All of my planned questions suddenly melted away and I returned to my five-minute conversation that I had with her right before the opening presentation on Thursday: “Hey Ellen, I’m a big fan of your work. I really relate. I’m a cartoonist and I also have a mood disorder.” Marbles had done a lot for me on a personal level that was hard to articulate. I didn’t want to ask her questions for a conference write-up. I just wanted to talk to her like a person. “Were you worried about telling the world you were bipolar and how people would treat you after?” I asked. “Because, you know, a lot of people think that it just means crazy or unstable.”

“Well, when it comes down to it, it’s really about self-acceptance.” Forney was living authentically and wouldn't allow others’ judgment of her illness to hurt her.
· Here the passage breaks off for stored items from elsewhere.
impl Searcher {
    pub fn new(reader: Arc<dyn IndexReader>) -> Result<Self> {
        let leaves = reader.leaf_readers()?;
        Ok(Searcher {
            reader,
            leaves,
            weighting: Arc::new(Bm25F::default()),
            policy: MatchingPolicy::default(),
            stats: Arc::new(Mutex::new(AHashMap::new())),
        })
    }

    pub fn with_weighting(mut self, weighting: impl Weighting + 'static) -> Self {
        self.weighting = Arc::new(weighting);
        self
    }

    pub fn with_policy(mut self, policy: MatchingPolicy) -> Self {
        self.policy = policy;
        self
    }

    pub fn reader(&self) -> &Arc<dyn IndexReader> {
        &self.reader
    }

    /// The segments of the reader with the global number of their first
    /// document.
    pub fn leaf_readers(&self) -> &[(SegmentReader, u64)] {
        &self.leaves
    }

    pub fn schema(&self) -> Arc<Schema> {
        self.reader.schema()
    }

    pub fn weighting(&self) -> &Arc<dyn Weighting> {
        &self.weighting
    }

    pub fn policy(&self) -> &MatchingPolicy {
        &self.policy
    }

    pub fn doc_count(&self) -> Result<u64> {
        self.reader.doc_count()
    }

    pub fn doc_count_all(&self) -> Result<u64> {
        self.reader.doc_count_all()
    }

    pub fn stored_fields(&self, docnum: u64) -> Result<Document> {
        self.reader.stored_fields(docnum)
    }

    /// Inverse document frequency of a term given as text.
    pub fn idf(&self, field: &str, text: &str) -> Result<f32> {
        let term = self.schema().term_bytes(field, text)?;
        Ok(self.term_stats(field, &term)?.idf())
    }

    /// Statistics of an encoded term over the whole reader. Cached for the
    /// life of the searcher.
    pub fn term_stats(&self, field: &str, term: &[u8]) -> Result<TermStats> {
        let key = (field.to_string(), term.to_vec());
        if let Some(stats) = self.stats.lock().get(&key) {
            return Ok(*stats);
        }
        let field_boost = self
            .reader
            .schema()
            .get_field(field)
            .map_or(1.0, |f| f.field_boost);
        let stats = TermStats {
            doc_count: self.reader.doc_count_all()?,
            doc_frequency: self.reader.doc_frequency(field, term)?,
            collection_frequency: self.reader.frequency(field, term)?,
            avg_field_length: self.reader.avg_field_length(field)?,
            field_boost,
        };
        self.stats.lock().insert(key, stats);
        Ok(stats)
    }

    pub fn term_weight(
        &self,
        field: &str,
        term: &[u8],
        boost: f32,
        context: &SearchContext,
    ) -> Result<TermWeight> {
        let stats = self.term_stats(field, term)?;
        Ok(TermWeight::new(
            field,
            Arc::clone(&context.weighting),
            stats,
            boost,
        ))
    }

    /// A context for compiling queries outside of a search.
    pub fn context(&self) -> SearchContext {
        SearchContext {
            weighting: Arc::clone(&self.weighting),
            needs_current: false,
            policy: self.policy.clone(),
        }
    }

    /// Whether `query` matches any document of any segment.
    pub fn has_matches(&self, query: &Query, context: &SearchContext) -> Result<bool> {
        for (leaf, _) in &self.leaves {
            if query.matcher(self, leaf, context)?.is_active() {
                return Ok(true);
            }
        }
        Ok(false)
    }

    /// Global numbers of every document matching `query`, in order, without
    /// scoring.
    pub fn docs_for_query(&self, query: &Query) -> Result<Vec<u64>> {
        let context = self.context();
        let mut docs = Vec::new();
        for (leaf, offset) in &self.leaves {
            let mut matcher = query.matcher(self, leaf, &context)?;
            docs.extend(matcher.all_ids()?.into_iter().map(|id| id + offset));
        }
        Ok(docs)
    }

    /// The top `limit` documents by score.
    pub fn search(&self, query: &Query, limit: usize) -> Result<Results> {
        self.search_with(query, SearchOptions::new(limit))
    }

    pub fn search_with(&self, query: &Query, options: SearchOptions) -> Result<Results> {
        let mut collector = options.collector();
        self.search_with_collector(query, collector.as_mut())?;
        Ok(collector.results())
    }

    /// Feed every segment's matches for `query` to `collector`.
    ///
    /// The elapsed time is handed to the collector even when collection
    /// fails, so partial results after a time limit carry it too.
    pub fn search_with_collector(&self, query: &Query, collector: &mut dyn Collector) -> Result<()> {
        let started = Instant::now();
        let outcome = self.collect_segments(query, collector);
        let runtime = started.elapsed();
        collector.set_runtime(runtime);
        debug!("searched {} segments for {query} in {runtime:?}", self.leaves.len());
        outcome
    }

    fn collect_segments(&self, query: &Query, collector: &mut dyn Collector) -> Result<()> {
        let context = SearchContext {
            needs_current: collector.needs_current(),
            ..self.context()
        };
        collector.prepare(self, query, &context)?;
        for (leaf, offset) in &self.leaves {
            collector.set_subsearcher(leaf, *offset)?;
            let mut matcher = query.matcher(self, leaf, &context)?;
            collector.collect_matches(&mut matcher)?;
        }
        collector.finish()
    }

    pub fn close(&self) {
        self.reader.close();
    }

    pub fn is_closed(&self) -> bool {
        self.reader.is_closed()
    }
}

/// Options of [`Searcher::search_with`], assembled into a chain of collectors.
#[derive(Debug, Clone)]
pub struct SearchOptions {
    /// `None` collects every match.
    pub limit: Option<usize>,
    /// Order by a facet instead of by score.
    pub sort_by: Option<Facet>,
    pub reverse: bool,
    /// Named facets to group matches by.
    pub group_by: Vec<(String, Facet)>,
    pub group_map: FacetMapType,
    /// Only documents matching this are collected.
    pub filter: Option<IdFilter>,
    /// Documents matching this are not collected.
    pub mask: Option<IdFilter>,
    /// Keep at most `collapse_limit` documents per key of this facet.
    pub collapse: Option<Facet>,
    pub collapse_limit: usize,
    /// Which documents of a key survive; the hit order when `None`.
    pub collapse_order: Option<Facet>,
    /// Record the terms that matched in each document.
    pub terms: bool,
    pub time_limit: Option<Duration>,
    /// On expiry, finish the current document before stopping.
    pub greedy: bool,
    /// Skip blocks that cannot reach the top `limit` scores.
    pub use_quality: bool,
    /// Matches between rebuilds of the matcher tree while pruning.
    pub replace_interval: usize,
}

impl Default for SearchOptions {
    fn default() -> Self {
        SearchOptions {
            limit: Some(10),
            sort_by: None,
            reverse: false,
            group_by: Vec::new(),
            group_map: FacetMapType::default(),
            filter: None,
            mask: None,
            collapse: None,
            collapse_limit: 1,
            collapse_order: None,
            terms: false,
            time_limit: None,
            greedy: false,
            use_quality: true,
            replace_interval: 10,
        }
    }
}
“You know, I’ve been public about my mental health too," I said, "and some people have been like, 'You’re so brave.' That bothers me for some reason.”
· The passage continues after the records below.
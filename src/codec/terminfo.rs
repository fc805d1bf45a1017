//! Per-term statistics.

use serde::{Deserialize, Serialize};

/// Aggregate statistics of one term in one field.
///
/// `min_length`/`max_length` are the shortest and longest field lengths among
/// documents containing the term; `max_weight` is the largest per-document
/// weight. Together they bound the score any posting of the term can reach.
#[derive(Debug, Clone, PartialEq, Serialize, Deserialize)]
pub struct TermInfo {
    weight: f32,
    doc_frequency: u64,
    min_length: u32,
    max_length: u32,
    max_weight: f32,
    min_id: Option<u64>,
    max_id: Option<u64>,
}

impl Default for TermInfo {
    fn default() -> Self {
        TermInfo {
            weight: 0.0,
            doc_frequency: 0,
            min_length: u32::MAX,
            max_length: 0,
            max_weight: 0.0,
            min_id: None,
            max_id: None,
        }
    }
}

impl TermInfo {
    pub fn new() -> Self {
        Self::default()
    }

    /// Account for one more posting. Ids must arrive in increasing order.
    pub fn add_posting(&mut self, id: u64, weight: f32, length: u32) {
        if self.min_id.is_none() {
            self.min_id = Some(id);
        }
        self.max_id = Some(id);
        self.weight += weight;
        self.doc_frequency += 1;
        self.min_length = self.min_length.min(length);
        self.max_length = self.max_length.max(length);
        self.max_weight = self.max_weight.max(weight);
    }

    /// Combine per-segment infos. Each entry carries the doc offset of its
    /// segment, which is added to the segment-local min/max ids.
    pub fn combine<'a, I>(infos: I) -> TermInfo
    where
        I: IntoIterator<Item = (&'a TermInfo, u64)>,
    {
        let mut combined = TermInfo::new();
        for (info, offset) in infos {
            if info.doc_frequency == 0 {
                continue;
            }
            combined.weight += info.weight;
            combined.doc_frequency += info.doc_frequency;
            combined.min_length = combined.min_length.min(info.min_length);
            combined.max_length = combined.max_length.max(info.max_length);
            combined.max_weight = combined.max_weight.max(info.max_weight);
            if let Some(min_id) = info.min_id {
                let global = min_id + offset;
                combined.min_id = Some(combined.min_id.map_or(global, |m| m.min(global)));
            }
            if let Some(max_id) = info.max_id {
                let global = max_id + offset;
                combined.max_id = Some(combined.max_id.map_or(global, |m| m.max(global)));
            }
        }
        combined
    }

    /// Total weight (usually the collection frequency).
    pub fn weight(&self) -> f32 {
        self.weight
    }

    pub fn doc_frequency(&self) -> u64 {
        self.doc_frequency
    }

    pub fn min_length(&self) -> u32 {
        if self.doc_frequency == 0 {
            0
        } else {
            self.min_length
        }
    }

    pub fn max_length(&self) -> u32 {
        self.max_length
    }

    pub fn max_weight(&self) -> f32 {
        self.max_weight
    }

    pub fn min_id(&self) -> Option<u64> {
        self.min_id
    }

    pub fn max_id(&self) -> Option<u64> {
        self.max_id
    }
}

/// A [`TermInfo`] plus the location of the term's postings in the `.pst` file.
#[derive(Debug, Clone, PartialEq, Serialize, Deserialize)]
pub struct FileTermInfo {
    pub info: TermInfo,
    pub offset: u64,
    pub length: u64,
    pub block_count: u32,
}

#[cfg(test)]
mod tests {
    use super::*;

    #[test]
    fn test_add_posting() {
        let mut info = TermInfo::new();
        assert_eq!(info.min_length(), 0);

        info.add_posting(3, 2.0, 10);
        info.add_posting(7, 5.0, 4);
        info.add_posting(9, 1.0, 12);

        assert_eq!(info.weight(), 8.0);
        assert_eq!(info.doc_frequency(), 3);
        assert_eq!(info.min_length(), 4);
        assert_eq!(info.max_length(), 12);
        assert_eq!(info.max_weight(), 5.0);
        assert_eq!(info.min_id(), Some(3));
        assert_eq!(info.max_id(), Some(9));
    }

    #[test]
    fn test_combine_applies_offsets() {
        let mut a = TermInfo::new();
        a.add_posting(1, 1.0, 5);
        a.add_posting(4, 3.0, 8);

        let mut b = TermInfo::new();
        b.add_posting(0, 2.0, 2);

        let empty = TermInfo::new();
        let combined = TermInfo::combine([(&a, 0), (&empty, 5), (&b, 10)]);

        assert_eq!(combined.doc_frequency(), 3);
        assert_eq!(combined.weight(), 6.0);
        assert_eq!(combined.min_length(), 2);
        assert_eq!(combined.max_length(), 8);
        assert_eq!(combined.max_weight(), 3.0);
        assert_eq!(combined.min_id(), Some(1));
        assert_eq!(combined.max_id(), Some(10));
    }
}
She smiled. “Yes, that word. Brave. Like it implies, that’s great, but I would never do it.”

It was reassuring to talk to a cartoonist with a nuanced understanding of mental health. Many of these attendees, aside from their professional gigs, were searching for just that. They wanted their illness experiences to be heard and validated. They wanted to feel that they were not alone.


Forney packed the auditorium for her keynote address, the last of the day. She briefly talked about the language of comics and addressed the issue that had been on my mind: the necessity of “closure” (as defined by Scott McCloud), both within a panel and between panels, for creating a compelling comic. She then “performed” the early parts of Marbles, detailing her coming to terms with her Bipolar I diagnosis. She mentioned that many of her graphic representations, such as her mood-spectrum-as-carousel-ride metaphor, helped readers conceptualize difficult concepts. Forney was now traveling all over presenting on this book. Although Marbles may have started out as a personal meditation, it was apparent that she had not anticipated the effect that it would have on teaching and comforting others about mental illness. Forney ended to a standing ovation, which she later mentioned to me had deeply moved her.
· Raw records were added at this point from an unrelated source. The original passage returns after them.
impl Query {
    pub fn term(field: impl Into<String>, value: impl Into<TermValue>) -> Query {
        Query::Term {
            field: field.into(),
            value: value.into(),
            boost: 1.0,
        }
    }

    pub fn prefix(field: impl Into<String>, prefix: impl Into<String>) -> Query {
        Query::Prefix {
            field: field.into(),
            prefix: prefix.into(),
            boost: 1.0,
            constant_score: true,
        }
    }

    pub fn wildcard(field: impl Into<String>, pattern: impl Into<String>) -> Query {
        Query::Wildcard {
            field: field.into(),
            pattern: pattern.into(),
            boost: 1.0,
            constant_score: true,
        }
    }

    /// An inclusive range over raw term bytes; `None` leaves a side open.
    pub fn range(field: impl Into<String>, start: Option<&str>, end: Option<&str>) -> Query {
        Query::TermRange(TermRange::new(
            field,
            start.map(|s| s.as_bytes().to_vec()),
            end.map(|s| s.as_bytes().to_vec()),
        ))
    }

    /// An inclusive range over an integer field.
    pub fn numeric_range(field: impl Into<String>, start: Option<i64>, end: Option<i64>) -> Query {
        Query::TermRange(TermRange::new(
            field,
            start.map(|v| encode_i64(v).to_vec()),
            end.map(|v| encode_i64(v).to_vec()),
        ))
    }

    /// An inclusive range over a float field.
    pub fn float_range(field: impl Into<String>, start: Option<f64>, end: Option<f64>) -> Query {
        Query::TermRange(TermRange::new(
            field,
            start.map(|v| encode_f64(v).to_vec()),
            end.map(|v| encode_f64(v).to_vec()),
        ))
    }

    pub fn every() -> Query {
        Query::Every {
            field: None,
            boost: 1.0,
        }
    }

    pub fn every_in(field: impl Into<String>) -> Query {
        Query::Every {
            field: Some(field.into()),
            boost: 1.0,
        }
    }

    pub fn and(subqueries: Vec<Query>) -> Query {
        Query::And {
            subqueries,
            boost: 1.0,
        }
    }

    pub fn or(subqueries: Vec<Query>) -> Query {
        Query::Or {
            subqueries,
            boost: 1.0,
            strategy: OrStrategy::Auto,
        }
    }

    pub fn or_with(subqueries: Vec<Query>, strategy: OrStrategy) -> Query {
        Query::Or {
            subqueries,
            boost: 1.0,
            strategy,
        }
    }

    pub fn disjunction_max(subqueries: Vec<Query>, tiebreak: f32) -> Query {
        Query::DisjunctionMax {
            subqueries,
            boost: 1.0,
            tiebreak,
        }
    }

    #[allow(clippy::should_implement_trait)]
    pub fn not(query: Query) -> Query {
        Query::Not {
            query: Box::new(query),
            boost: 1.0,
        }
    }

    pub fn and_not(a: Query, b: Query) -> Query {
        Query::AndNot {
            a: Box::new(a),
            b: Box::new(b),
            boost: 1.0,
        }
    }

    pub fn require(a: Query, b: Query) -> Query {
        Query::Require {
            a: Box::new(a),
            b: Box::new(b),
            boost: 1.0,
        }
    }

    pub fn and_maybe(a: Query, b: Query) -> Query {
        Query::AndMaybe {
            a: Box::new(a),
            b: Box::new(b),
            boost: 1.0,
        }
    }

    pub fn otherwise(a: Query, b: Query) -> Query {
        Query::Otherwise {
            a: Box::new(a),
            b: Box::new(b),
            boost: 1.0,
        }
    }

    pub fn constant_score(query: Query, score: f32) -> Query {
        Query::ConstantScore {
            query: Box::new(query),
            score,
        }
    }

    pub fn span(query: SpanQuery) -> Query {
        Query::Span { query, boost: 1.0 }
    }

    /// The boost of this node. For `ConstantScore` it is the score.
    pub fn boost(&self) -> f32 {
        match self {
            Query::Null => 1.0,
            Query::TermRange(range) => range.boost,
            Query::ConstantScore { score, .. } => *score,
            Query::Term { boost, .. }
            | Query::Prefix { boost, .. }
            | Query::Wildcard { boost, .. }
            | Query::Every { boost, .. }
            | Query::And { boost, .. }
            | Query::Or { boost, .. }
            | Query::DisjunctionMax { boost, .. }
            | Query::Not { boost, .. }
            | Query::AndNot { boost, .. }
            | Query::Require { boost, .. }
            | Query::AndMaybe { boost, .. }
            | Query::Otherwise { boost, .. }
            | Query::Span { boost, .. } => *boost,
        }
    }

    /// A copy with its boost replaced. `Null` has no boost.
    pub fn with_boost(mut self, new_boost: f32) -> Query {
        match &mut self {
            Query::Null => {}
            Query::TermRange(range) => range.boost = new_boost,
            Query::ConstantScore { score, .. } => *score = new_boost,
            Query::Term { boost, .. }
            | Query::Prefix { boost, .. }
            | Query::Wildcard { boost, .. }
            | Query::Every { boost, .. }
            | Query::And { boost, .. }
            | Query::Or { boost, .. }
            | Query::DisjunctionMax { boost, .. }
            | Query::Not { boost, .. }
            | Query::AndNot { boost, .. }
            | Query::Require { boost, .. }
            | Query::AndMaybe { boost, .. }
            | Query::Otherwise { boost, .. }
            | Query::Span { boost, .. } => *boost = new_boost,
        }
        self
    }

    /// The field this query searches, if it searches exactly one.
    pub fn field(&self) -> Option<&str> {
        match self {
            Query::Term { field, .. }
            | Query::Prefix { field, .. }
            | Query::Wildcard { field, .. } => Some(field),
            Query::TermRange(range) => Some(&range.field),
            Query::Every { field, .. } => field.as_deref(),
            Query::Span { query, .. } => query.field(),
            _ => None,
        }
    }

    pub fn is_leaf(&self) -> bool {
        matches!(
            self,
            Query::Term { .. }
                | Query::Prefix { .. }
                | Query::Wildcard { .. }
                | Query::TermRange(_)
                | Query::Every { .. }
                | Query::Null
        )
    }

    /// Direct subqueries, in order.
    pub fn children(&self) -> Vec<&Query> {
        match self {
            Query::And { subqueries, .. }
            | Query::Or { subqueries, .. }
            | Query::DisjunctionMax { subqueries, .. } => subqueries.iter().collect(),
            Query::Not { query, .. } | Query::ConstantScore { query, .. } => vec![query.as_ref()],
            Query::AndNot { a, b, .. }
            | Query::Require { a, b, .. }
            | Query::AndMaybe { a, b, .. }
            | Query::Otherwise { a, b, .. } => vec![a.as_ref(), b.as_ref()],
            Query::Span { query, .. } => query.subqueries(),
            _ => Vec::new(),
        }
    }

    /// `(field, value)` of every `Term` leaf under this query, excluding
    /// terms that only appear inside a `Not`.
    pub fn terms(&self) -> Vec<(String, TermValue)> {
        let mut out = Vec::new();
        self.collect_terms(&mut out);
        out
    }

    fn collect_terms(&self, out: &mut Vec<(String, TermValue)>) {
        match self {
            Query::Term { field, value, .. } => out.push((field.clone(), value.clone())),
            Query::Not { .. } => {}
            Query::AndNot { a, .. } => a.collect_terms(out),
            Query::Span { query, .. } => query.collect_terms(out),
            _ => {
                for child in self.children() {
                    child.collect_terms(out);
                }
            }
        }
    }

    /// An estimate of the number of documents this query matches.
    pub fn estimate_size(&self, reader: &dyn IndexReader) -> Result<u64> {
        let doc_count = reader.doc_count()?;
        let size = match self {
            Query::Term { field, value, .. } => match terms::encode_term(reader, field, value)? {
                Some(term) => reader.doc_frequency(field, &term)?,
                None => 0,
            },
            Query::Prefix { field, .. }
            | Query::Wildcard { field, .. }
            | Query::TermRange(TermRange { field, .. }) => {
                let mut total = 0u64;
                for term in terms::expand(self, reader)? {
                    total += reader.doc_frequency(field, &term)?;
                }
                total
            }
            Query::Every { .. } => doc_count,
            Query::Null => 0,
            Query::And { subqueries, .. } => {
                let mut smallest = doc_count;
                for q in subqueries.iter().filter(|q| !matches!(q, Query::Not { .. })) {
                    smallest = smallest.min(q.estimate_size(reader)?);
                }
                smallest
            }
            Query::Or { subqueries, .. } | Query::DisjunctionMax { subqueries, .. } => {
                let mut total = 0u64;
                for q in subqueries {
                    total += q.estimate_size(reader)?;
                }
                total
            }
            Query::Not { query, .. } => doc_count.saturating_sub(query.estimate_size(reader)?),
            Query::AndNot { a, .. } | Query::AndMaybe { a, .. } => a.estimate_size(reader)?,
            Query::Require { a, b, .. } => a.estimate_size(reader)?.min(b.estimate_size(reader)?),
            Query::Otherwise { a, b, .. } => match a.estimate_size(reader)? {
                0 => b.estimate_size(reader)?,
                size => size,
            },
            Query::ConstantScore { query, .. } => query.estimate_size(reader)?,
            Query::Span { query, .. } => query.estimate_size(reader)?,
        };
        Ok(size.min(doc_count))
    }

    /// A lower bound of the number of documents this query matches.
    pub fn estimate_min_size(&self, reader: &dyn IndexReader) -> Result<u64> {
        let deleted = reader
            .doc_count_all()?
            .saturating_sub(reader.doc_count()?);
        Ok(match self {
            Query::Term { .. } => self.estimate_size(reader)?.saturating_sub(deleted),
            Query::Prefix { field, .. }
            | Query::Wildcard { field, .. }
            | Query::TermRange(TermRange { field, .. }) => {
                let mut largest = 0u64;
                for term in terms::expand(self, reader)? {
                    largest = largest.max(reader.doc_frequency(field, &term)?);
                }
                largest.saturating_sub(deleted)
            }
            Query::Every { field: None, .. } => reader.doc_count()?,
            Query::Or { subqueries, .. } | Query::DisjunctionMax { subqueries, .. } => {
                let mut largest = 0u64;
                for q in subqueries {
                    largest = largest.max(q.estimate_min_size(reader)?);
                }
                largest
            }
            Query::AndMaybe { a, .. } => a.estimate_min_size(reader)?,
            Query::Otherwise { a, b, .. } => match a.estimate_size(reader)? {
                0 => b.estimate_min_size(reader)?,
                _ => a.estimate_min_size(reader)?,
            },
            Query::ConstantScore { query, .. } => query.estimate_min_size(reader)?,
            // Intersections and exclusions may be empty.
            _ => 0,
        })
    }

    /// Compile this query against one segment of `searcher`.
    pub fn matcher(
        &self,
        searcher: &Searcher,
        leaf: &SegmentReader,
        context: &SearchContext,
    ) -> Result<Matcher> {
        match self {
            Query::Term { field, value, boost } => {
                terms::term_matcher(searcher, leaf, context, field, value, *boost)
            }
            Query::Prefix { .. } | Query::Wildcard { .. } | Query::TermRange(_) => {
                terms::multi_term_matcher(self, searcher, leaf, context)
            }
            Query::Every { field, boost } => terms::every_matcher(leaf, field.as_deref(), *boost),
            Query::Null => Ok(Matcher::Null),
            Query::And { subqueries, boost } => {
                compound::and_matcher(subqueries, *boost, searcher, leaf, context)
            }
            Query::Or {
                subqueries,
                boost,
                strategy,
            } => compound::or_matcher(subqueries, *boost, *strategy, searcher, leaf, context),
            Query::DisjunctionMax {
                subqueries,
                boost,
                tiebreak,
            } => compound::dismax_matcher(subqueries, *boost, *tiebreak, searcher, leaf, context),
            Query::Not { query, boost } => binary::not_matcher(query, *boost, searcher, leaf, context),
            Query::AndNot { a, b, boost } => {
                binary::and_not_matcher(a, b, *boost, searcher, leaf, context)
            }
            Query::Require { a, b, boost } => {
                binary::require_matcher(a, b, *boost, searcher, leaf, context)
            }
            Query::AndMaybe { a, b, boost } => {
                binary::and_maybe_matcher(a, b, *boost, searcher, leaf, context)
            }
            Query::Otherwise { a, b, boost } => {
                binary::otherwise_matcher(a, b, *boost, searcher, leaf, context)
            }
            Query::ConstantScore { query, score } => {
                binary::constant_matcher(query, *score, searcher, leaf, context)
            }
            Query::Span { query, boost } => Ok(boosted(
                query.matcher(searcher, leaf, context)?,
                *boost,
            )),
        }
    }
}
Atomic BooksThe last two hours of the conference was a marketplace for creators to sell their work. Lydia Gregg was pleased with the conference, noting that 235 people had attended, a significant increase from previous years. The presentation proposals she had received for the conference had also doubled from 2013. Greggs believed that conferences like this had the potential to “normalize” the illness experience.

So what was my takeaway? Would this always be a niche thing or did it have the potential to grow? Would the greater comics community ever invest in such a thing? And regardless, could these comics change lives? As I walked out of the building, a stack of Li-Vollmer and Lasky’s flu comics sat on an abandoned table that the custodian was clearing off. They had mentioned to me that they couldn’t bring them all back on the plane to Seattle.

I motioned to the custodian. “You can take one if you want," I told him. "They’re free. They’re about the flu.”

“The flu?” He picked the comic up incredulously.

“Yeah, there’s some helpful stuff in there.”

“I can have one? Thanks.”

He sat there, reading it with rapt attention.